§ **Problem to work on**:
Return only those lines of the listing that hold the word "async".

══ Provided data

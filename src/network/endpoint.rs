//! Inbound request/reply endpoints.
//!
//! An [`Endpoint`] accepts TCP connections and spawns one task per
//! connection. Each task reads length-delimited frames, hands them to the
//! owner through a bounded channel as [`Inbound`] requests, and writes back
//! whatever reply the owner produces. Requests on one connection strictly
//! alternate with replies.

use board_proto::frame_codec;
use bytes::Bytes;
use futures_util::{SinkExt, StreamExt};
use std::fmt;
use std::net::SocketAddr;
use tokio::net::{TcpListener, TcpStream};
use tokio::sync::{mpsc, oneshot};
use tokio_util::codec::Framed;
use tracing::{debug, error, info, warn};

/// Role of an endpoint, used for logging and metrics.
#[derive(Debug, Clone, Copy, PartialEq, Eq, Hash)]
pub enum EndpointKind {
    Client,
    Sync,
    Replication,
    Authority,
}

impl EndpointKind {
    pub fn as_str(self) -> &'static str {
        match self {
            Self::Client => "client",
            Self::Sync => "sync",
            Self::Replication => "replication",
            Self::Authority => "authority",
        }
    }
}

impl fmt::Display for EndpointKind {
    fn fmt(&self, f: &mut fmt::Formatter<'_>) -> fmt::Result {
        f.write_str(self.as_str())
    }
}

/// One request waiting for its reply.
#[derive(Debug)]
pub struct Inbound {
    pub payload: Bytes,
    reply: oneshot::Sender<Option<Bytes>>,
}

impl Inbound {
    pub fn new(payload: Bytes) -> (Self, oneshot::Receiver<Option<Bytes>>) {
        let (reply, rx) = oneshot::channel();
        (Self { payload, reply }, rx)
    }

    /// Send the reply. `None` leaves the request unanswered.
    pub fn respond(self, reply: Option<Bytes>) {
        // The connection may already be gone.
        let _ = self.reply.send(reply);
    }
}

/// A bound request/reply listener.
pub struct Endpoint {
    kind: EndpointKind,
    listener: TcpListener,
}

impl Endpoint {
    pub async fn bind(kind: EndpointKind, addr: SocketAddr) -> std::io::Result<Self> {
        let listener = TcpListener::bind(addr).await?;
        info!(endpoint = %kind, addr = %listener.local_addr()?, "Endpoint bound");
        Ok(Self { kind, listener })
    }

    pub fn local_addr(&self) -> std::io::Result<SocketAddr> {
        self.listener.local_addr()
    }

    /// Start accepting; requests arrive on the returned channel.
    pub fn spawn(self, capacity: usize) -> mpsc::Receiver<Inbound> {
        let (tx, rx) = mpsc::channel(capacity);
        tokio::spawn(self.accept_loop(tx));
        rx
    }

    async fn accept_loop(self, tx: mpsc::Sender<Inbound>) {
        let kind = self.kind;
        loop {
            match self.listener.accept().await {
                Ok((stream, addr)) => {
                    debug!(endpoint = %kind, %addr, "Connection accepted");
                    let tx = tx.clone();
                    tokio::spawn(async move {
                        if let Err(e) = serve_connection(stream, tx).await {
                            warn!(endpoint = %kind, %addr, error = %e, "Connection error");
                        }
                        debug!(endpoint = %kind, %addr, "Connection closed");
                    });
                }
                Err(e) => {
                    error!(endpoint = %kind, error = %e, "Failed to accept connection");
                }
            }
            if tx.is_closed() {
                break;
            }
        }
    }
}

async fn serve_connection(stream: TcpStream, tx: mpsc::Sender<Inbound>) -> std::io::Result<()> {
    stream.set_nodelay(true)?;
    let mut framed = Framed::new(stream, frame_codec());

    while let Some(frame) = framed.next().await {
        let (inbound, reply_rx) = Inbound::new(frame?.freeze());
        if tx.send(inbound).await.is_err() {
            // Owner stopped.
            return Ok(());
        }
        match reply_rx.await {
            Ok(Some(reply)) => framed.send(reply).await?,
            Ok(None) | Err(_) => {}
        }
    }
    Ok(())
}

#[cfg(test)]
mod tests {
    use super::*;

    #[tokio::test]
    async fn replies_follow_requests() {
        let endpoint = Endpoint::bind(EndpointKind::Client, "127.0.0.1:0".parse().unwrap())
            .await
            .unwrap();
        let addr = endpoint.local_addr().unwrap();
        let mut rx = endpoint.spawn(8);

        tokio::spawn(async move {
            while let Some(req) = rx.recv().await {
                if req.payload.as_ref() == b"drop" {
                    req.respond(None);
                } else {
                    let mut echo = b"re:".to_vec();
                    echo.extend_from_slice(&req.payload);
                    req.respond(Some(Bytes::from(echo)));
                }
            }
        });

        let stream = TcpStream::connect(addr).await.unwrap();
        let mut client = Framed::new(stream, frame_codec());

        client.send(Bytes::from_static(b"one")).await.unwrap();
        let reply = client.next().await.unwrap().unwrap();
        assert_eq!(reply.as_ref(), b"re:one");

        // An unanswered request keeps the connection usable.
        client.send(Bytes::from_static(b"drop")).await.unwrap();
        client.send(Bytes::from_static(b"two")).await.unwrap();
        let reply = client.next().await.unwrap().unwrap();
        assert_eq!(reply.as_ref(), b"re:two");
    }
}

════

§ **Solution for this problem**:
    pub async fn bind(kind: EndpointKind, addr: SocketAddr) -> std::io::Result<Self> {
    async fn accept_loop(self, tx: mpsc::Sender<Inbound>) {
                    tokio::spawn(async move {
async fn serve_connection(stream: TcpStream, tx: mpsc::Sender<Inbound>) -> std::io::Result<()> {
    async fn replies_follow_requests() {
        tokio::spawn(async move {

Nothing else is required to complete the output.